use rust_decimal::Decimal;
use serde::Deserialize;
use std::{collections::HashMap, io::Read, path::Path};
use tracing::{debug, info, instrument};

use crate::{
    error::{Result, SlcspError},
    money::parse_rate,
    table::{self, Table},
};

pub const SILVER: &str = "Silver";

/// A state-specific pricing region, e.g. `("MO", "3")`.
#[derive(Debug, Clone, PartialEq, Eq, Hash, PartialOrd, Ord)]
pub struct RateArea {
    pub state: String,
    pub rate_area: String,
}

impl RateArea {
    pub fn new(state: impl Into<String>, rate_area: impl Into<String>) -> Self {
        Self {
            state: state.into(),
            rate_area: rate_area.into(),
        }
    }
}

/// One Silver plan's price in one rate area.
#[derive(Debug, Clone, PartialEq, Eq)]
pub struct PlanRecord {
    pub state: String,
    pub rate_area: String,
    pub rate: Decimal,
}

const PLAN_COLUMNS: &[&str] = &["state", "rate_area", "rate", "metal_level"];

#[derive(Debug, Deserialize)]
struct PlanRow {
    state: String,
    rate_area: String,
    rate: String,
    metal_level: String,
}

#[instrument(level = "info", skip(path), fields(path = %path.display()))]
pub fn load_silver_plans(path: &Path, delimiter: u8) -> Result<Vec<PlanRecord>> {
    let rdr = table::open(Table::Plans, path, delimiter)?;
    let plans = collect_silver(rdr)?;
    info!(silver = plans.len(), "loaded plans");
    Ok(plans)
}

/// Same as [`load_silver_plans`] but over any byte source.
pub fn read_silver_plans<R: Read>(reader: R, delimiter: u8) -> Result<Vec<PlanRecord>> {
    collect_silver(table::from_reader(reader, delimiter))
}

fn collect_silver<R: Read>(mut rdr: csv::Reader<R>) -> Result<Vec<PlanRecord>> {
    let headers = table::headers(Table::Plans, &mut rdr)?;
    table::require_columns(Table::Plans, &headers, PLAN_COLUMNS)?;
    let mut out = Vec::new();
    let mut skipped = 0usize;

    for result in rdr.records() {
        let record = result.map_err(|e| SlcspError::parse(Table::Plans, e))?;
        let row: PlanRow = record
            .deserialize(Some(&headers))
            .map_err(|e| SlcspError::parse(Table::Plans, e))?;

        if row.metal_level != SILVER {
            skipped += 1;
            continue;
        }
        let rate = parse_rate(&row.rate).map_err(|source| SlcspError::InvalidRate {
            table: Table::Plans,
            line: table::line_of(&record),
            value: row.rate.clone(),
            source,
        })?;
        out.push(PlanRecord {
            state: row.state,
            rate_area: row.rate_area,
            rate,
        });
    }

    debug!(kept = out.len(), skipped, "filtered plans to {}", SILVER);
    Ok(out)
}

/// Silver rates grouped by rate area.
#[derive(Debug, Default)]
pub struct SilverPlans {
    by_area: HashMap<RateArea, Vec<Decimal>>,
    plan_count: usize,
}

impl SilverPlans {
    pub fn from_records(records: Vec<PlanRecord>) -> Self {
        let plan_count = records.len();
        let mut by_area: HashMap<RateArea, Vec<Decimal>> = HashMap::new();
        for plan in records {
            by_area
                .entry(RateArea::new(plan.state, plan.rate_area))
                .or_default()
                .push(plan.rate);
        }
        Self {
            by_area,
            plan_count,
        }
    }

    /// Every Silver rate offered in `area`, duplicates included.
    pub fn rates(&self, area: &RateArea) -> &[Decimal] {
        self.by_area.get(area).map(Vec::as_slice).unwrap_or(&[])
    }

    pub fn plan_count(&self) -> usize {
        self.plan_count
    }

    pub fn area_count(&self) -> usize {
        self.by_area.len()
    }
}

=== WHAT THIS TASK INVOLVES ===
Transcribe all of the material exactly as it appears.

=== EXERCISE ANSWER ===
use rust_decimal::Decimal;
use serde::Deserialize;
use std::{collections::HashMap, io::Read, path::Path};
use tracing::{debug, info, instrument};

use crate::{
    error::{Result, SlcspError},
    money::parse_rate,
    table::{self, Table},
};

pub const SILVER: &str = "Silver";

/// A state-specific pricing region, e.g. `("MO", "3")`.
#[derive(Debug, Clone, PartialEq, Eq, Hash, PartialOrd, Ord)]
pub struct RateArea {
    pub state: String,
    pub rate_area: String,
}

impl RateArea {
    pub fn new(state: impl Into<String>, rate_area: impl Into<String>) -> Self {
        Self {
            state: state.into(),
            rate_area: rate_area.into(),
        }
    }
}

/// One Silver plan's price in one rate area.
#[derive(Debug, Clone, PartialEq, Eq)]
pub struct PlanRecord {
    pub state: String,
    pub rate_area: String,
    pub rate: Decimal,
}

const PLAN_COLUMNS: &[&str] = &["state", "rate_area", "rate", "metal_level"];

#[derive(Debug, Deserialize)]
struct PlanRow {
    state: String,
    rate_area: String,
    rate: String,
    metal_level: String,
}

#[instrument(level = "info", skip(path), fields(path = %path.display()))]
pub fn load_silver_plans(path: &Path, delimiter: u8) -> Result<Vec<PlanRecord>> {
    let rdr = table::open(Table::Plans, path, delimiter)?;
    let plans = collect_silver(rdr)?;
    info!(silver = plans.len(), "loaded plans");
    Ok(plans)
}

/// Same as [`load_silver_plans`] but over any byte source.
pub fn read_silver_plans<R: Read>(reader: R, delimiter: u8) -> Result<Vec<PlanRecord>> {
    collect_silver(table::from_reader(reader, delimiter))
}

fn collect_silver<R: Read>(mut rdr: csv::Reader<R>) -> Result<Vec<PlanRecord>> {
    let headers = table::headers(Table::Plans, &mut rdr)?;
    table::require_columns(Table::Plans, &headers, PLAN_COLUMNS)?;
    let mut out = Vec::new();
    let mut skipped = 0usize;

    for result in rdr.records() {
        let record = result.map_err(|e| SlcspError::parse(Table::Plans, e))?;
        let row: PlanRow = record
            .deserialize(Some(&headers))
            .map_err(|e| SlcspError::parse(Table::Plans, e))?;

        if row.metal_level != SILVER {
            skipped += 1;
            continue;
        }
        let rate = parse_rate(&row.rate).map_err(|source| SlcspError::InvalidRate {
            table: Table::Plans,
            line: table::line_of(&record),
            value: row.rate.clone(),
            source,
        })?;
        out.push(PlanRecord {
            state: row.state,
            rate_area: row.rate_area,
            rate,
        });
    }

    debug!(kept = out.len(), skipped, "filtered plans to {}", SILVER);
    Ok(out)
}

/// Silver rates grouped by rate area.
#[derive(Debug, Default)]
pub struct SilverPlans {
    by_area: HashMap<RateArea, Vec<Decimal>>,
    plan_count: usize,
}

impl SilverPlans {
    pub fn from_records(records: Vec<PlanRecord>) -> Self {
        let plan_count = records.len();
        let mut by_area: HashMap<RateArea, Vec<Decimal>> = HashMap::new();
        for plan in records {
            by_area
                .entry(RateArea::new(plan.state, plan.rate_area))
                .or_default()
                .push(plan.rate);
        }
        Self {
            by_area,
            plan_count,
        }
    }

    /// Every Silver rate offered in `area`, duplicates included.
    pub fn rates(&self, area: &RateArea) -> &[Decimal] {
        self.by_area.get(area).map(Vec::as_slice).unwrap_or(&[])
    }

    pub fn plan_count(&self) -> usize {
        self.plan_count
    }

    pub fn area_count(&self) -> usize {
        self.by_area.len()
    }
}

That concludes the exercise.